Patients not previously treated with ART are considered to be “naïve”
NRTI SE
Inhibit DNA polymerase γ, blocking production of mtDNA and inhibiting oxydative phosphorylation complexes. This promotes production of cytosolic lactate, and may induce lactic acidosis-hepatic steatosis syndrome.
Which of the NRTIs can cause lactic-acidosis-hepatic steatosis syndrome?
- Didanosine
- Stavudine
- Zidovudine
What is the main DNA polymerase in humans?
DNA polymerase α
What can be a complication of NRTI discontinuation?

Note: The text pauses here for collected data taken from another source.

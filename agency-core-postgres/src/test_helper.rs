//! Test helper module for transaction-based test isolation
//!
//! Each test context runs inside a transaction that is rolled back when the
//! context is dropped, so tests never see each other's agents.

use crate::postgres_repositories::{AgentRepositories, PostgresRepositories};
use agency_core_api::DatabaseConfig;

pub struct TestContext {
    pub agent_repos: AgentRepositories,
}

impl TestContext {
    pub fn agent_repos(&self) -> &AgentRepositories {
        &self.agent_repos
    }
}

pub async fn setup_test_context() -> Result<TestContext, Box<dyn std::error::Error + Send + Sync>> {
    let database_url = std::env::var("DATABASE_URL")
        .unwrap_or_else(|_| DatabaseConfig::default().url);
    let config = DatabaseConfig {
        url: database_url,
        max_connections: 1,
        ..DatabaseConfig::default()
    };

    let repos = PostgresRepositories::connect(&config).await?;
    sqlx::migrate!().run(&**repos.pool()).await?;

    let agent_repos = repos.create_agent_repositories().await?;
    Ok(TestContext { agent_repos })
}

#[cfg(test)]
mod tests {
    use super::*;
    use agency_core_db::test_utils::create_test_agent;
    use agency_core_db::repository::create_batch::CreateBatch;
    use agency_core_db::repository::find_by_id::FindById;
    use serial_test::serial;

    #[tokio::test]
    #[serial]
    #[ignore = "requires a PostgreSQL database (DATABASE_URL)"]
    async fn test_transaction_rollback() -> Result<(), Box<dyn std::error::Error + Send + Sync>> {
        let agent = create_test_agent("AG901", None);
        {
            let ctx = setup_test_context().await?;
            let agent_repo = &ctx.agent_repos().agent_repository;
            agent_repo.create_batch(vec![agent.clone()]).await?;
            assert!(agent_repo.find_by_id(agent.id).await?.is_some());
        } // Transaction is rolled back here when ctx is dropped

        let ctx = setup_test_context().await?;
        let agent_repo = &ctx.agent_repos().agent_repository;
        assert!(agent_repo.find_by_id(agent.id).await?.is_none());

        Ok(())
    }
}
use async_trait::async_trait;
use uuid::Uuid;

use crate::models::agent::AgentModel;

/// Lookup of the direct children of an agent
#[async_trait]
pub trait FindByParent: Send + Sync {
    /// Returns every agent whose `parent_id` equals `parent_id`, ordered by code
    async fn find_by_parent(
        &self,
        parent_id: Uuid,
    ) -> Result<Vec<AgentModel>, Box<dyn std::error::Error + Send + Sync>>;
}
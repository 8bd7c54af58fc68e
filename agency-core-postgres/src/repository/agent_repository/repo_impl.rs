use agency_core_db::models::agent::AgentModel;
use crate::unit_of_work::Executor;
use crate::utils::{get_agent_code, get_heapless_string, get_level, get_optional_heapless_string, TryFromRow};
use sqlx::{postgres::PgRow, Row};
use std::error::Error;

pub struct AgentRepositoryImpl {
    pub executor: Executor,
}

impl AgentRepositoryImpl {
    pub fn new(executor: Executor) -> Self {
        Self { executor }
    }

    /// Runs `SELECT * FROM agent WHERE ...` style queries inside the session transaction
    pub(crate) async fn fetch_agents(
        &self,
        query: sqlx::query::Query<'_, sqlx::Postgres, sqlx::postgres::PgArguments>,
    ) -> Result<Vec<AgentModel>, Box<dyn Error + Send + Sync>> {
        let rows = {
            let mut tx = self.executor.tx.lock().await;
            let transaction = tx.as_mut().ok_or("Transaction has been consumed")?;
            query.fetch_all(&mut **transaction).await?
        };

        let mut agents = Vec::with_capacity(rows.len());
        for row in rows {
            agents.push(AgentModel::try_from_row(&row)?);
        }
        Ok(agents)
    }
}

impl TryFromRow<PgRow> for AgentModel {
    fn try_from_row(row: &PgRow) -> Result<Self, Box<dyn Error + Send + Sync>> {
        Ok(AgentModel {
            id: row.try_get("id")?,
            code: get_agent_code(row, "code")?,
            display_name: get_heapless_string(row, "display_name")?,
            email: get_optional_heapless_string(row, "email")?,
            phone: get_optional_heapless_string(row, "phone")?,
            parent_id: row.try_get("parent_id")?,
            level: get_level(row, "level")?,
            commission_rate: row.try_get("commission_rate")?,
            wallet_balance: row.try_get("wallet_balance")?,
            lifetime_earnings: row.try_get("lifetime_earnings")?,
            customer_count: row.try_get("customer_count")?,
            policies_sold: row.try_get("policies_sold")?,
            status: row.try_get("status")?,
            joined_at: row.try_get("joined_at")?,
        })
    }
}
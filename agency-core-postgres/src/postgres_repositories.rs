use agency_core_api::DatabaseConfig;
use sqlx::postgres::PgPoolOptions;
use sqlx::PgPool;
use std::sync::Arc;
use std::time::Duration;

use crate::repository::agent_repository::AgentRepositoryImpl;
use crate::unit_of_work::Executor;

pub struct PostgresRepositories {
    pool: Arc<PgPool>,
}

impl PostgresRepositories {
    pub fn new(pool: Arc<PgPool>) -> Self {
        Self { pool }
    }

    pub async fn connect(config: &DatabaseConfig) -> Result<Self, sqlx::Error> {
        let pool = PgPoolOptions::new()
            .max_connections(config.max_connections)
            .acquire_timeout(Duration::from_secs(config.acquire_timeout_secs))
            .connect(&config.url)
            .await?;
        tracing::info!(max_connections = config.max_connections, "Connected to PostgreSQL");
        Ok(Self::new(Arc::new(pool)))
    }

    pub fn pool(&self) -> &Arc<PgPool> {
        &self.pool
    }

    /// Create the agent repositories sharing a single transaction
    pub async fn create_agent_repositories(&self) -> Result<AgentRepositories, sqlx::Error> {
        let tx = self.pool.begin().await?;
        let executor = Executor::new(tx);

        Ok(AgentRepositories {
            agent_repository: Arc::new(AgentRepositoryImpl::new(executor.clone())),
            executor,
        })
    }
}

/// Repositories of one session; dropped without `commit` the session rolls back
pub struct AgentRepositories {
    pub executor: Executor,
    pub agent_repository: Arc<AgentRepositoryImpl>,
}

impl AgentRepositories {
    pub async fn commit(self) -> Result<(), sqlx::Error> {
        self.executor.commit().await
    }

    pub async fn rollback(self) -> Result<(), sqlx::Error> {
        self.executor.rollback().await
    }
}
pub mod agent;
pub mod agent_status;

pub use agent::*;
pub use agent_status::*;
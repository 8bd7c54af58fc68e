use agency_core_api::AgentCode;
use chrono::{DateTime, Utc};
use heapless::String as HeaplessString;
use rust_decimal::Decimal;
use serde::{Deserialize, Serialize};
use uuid::Uuid;

use crate::models::agent::agent_status::AgentStatus;
use crate::models::identifiable::Identifiable;

/// Database model for Agent
/// Represents a sales partner positioned in the referral hierarchy
#[derive(Debug, Clone, PartialEq, Serialize, Deserialize)]
pub struct AgentModel {
    pub id: Uuid,

    /// Hierarchical code, unique across all agents
    pub code: AgentCode,

    pub display_name: HeaplessString<100>,
    pub email: Option<HeaplessString<100>>,
    pub phone: Option<HeaplessString<20>>,

    /// References AgentModel.id of the recruiting agent, None for root agents
    pub parent_id: Option<Uuid>,

    /// 1 for root agents, parent level + 1 otherwise, at most 3
    pub level: u8,

    /// Rate of the agent's level at registration time
    pub commission_rate: Decimal,

    pub wallet_balance: Decimal,
    pub lifetime_earnings: Decimal,

    pub customer_count: i32,
    pub policies_sold: i32,

    pub status: AgentStatus,
    pub joined_at: DateTime<Utc>,
}

impl AgentModel {
    pub fn is_root(&self) -> bool {
        self.parent_id.is_none()
    }

    pub fn is_active(&self) -> bool {
        self.status == AgentStatus::Active
    }
}

impl Identifiable for AgentModel {
    fn get_id(&self) -> Uuid {
        self.id
    }
}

Discontinuation of agents that have anti-HBV
activity is associated with increase in HBV titer - HBV flare
Abacavir Contraindications
HLA-B 5701+ patients - can cause hypersensitivity that can be lethal
Zidovudine Contraindications
Stavudine antagonistic - not for co-administration
Which NRTIs are preferred for naive patients?
- Emtractitabine
- Tenofovir
What are NNRTIs?
Nonnucleotide RT Inhibitors
What drug class are these?
- Delavirdine
- Efavirenz
- Etravirine
- Nevirapine
- Rilpivirine
NNRTIs
NNRTI MOA
Noncompetitive inhibitors bind to RT and induce a conformational change that greatly reduces enzyme activity
Are NRTIs and NNRTIs used as mono therapies?
No
NNRTI SE
CYP450 interaction
Efavirenz Contraindications
1st trimester pregnancy or in women planning to conceive
Nevirapine SE
Severe hepatotoxicity
Nevirapine Contraindications
Women with pretreatment CD4 greater than 250 cells/mm and men with CD4 greater than 400 cells/mm
What drug class do the following drugs belong to?
- Ritonavir
- Fosamprenavir
- Atazanavir
- Indinavir
- Nelfinavir
- Saquinavir
- Tipranavir
- Darunavir
Protease Inhibitors
Protease Inhibitor MOA
PIs inhibit HIV aspartyl protease, block
processing of viral proteins required to produce a mature viral particle.
How effective are protease inhibitors?
Highly effective in the majority of patients when used in combination therapy.
What are some drugs that should not be administered alongside protein inhibitors due to CYP metabolism?
- Quinidine
- Rifampin
- Warfarin
- St. John’s Wart
Ritonavir SE
Paresthesia - not well tolerated at high doses that are effective
Why is ritonavir used in ART even though it cannot be tolerated at the needed doses?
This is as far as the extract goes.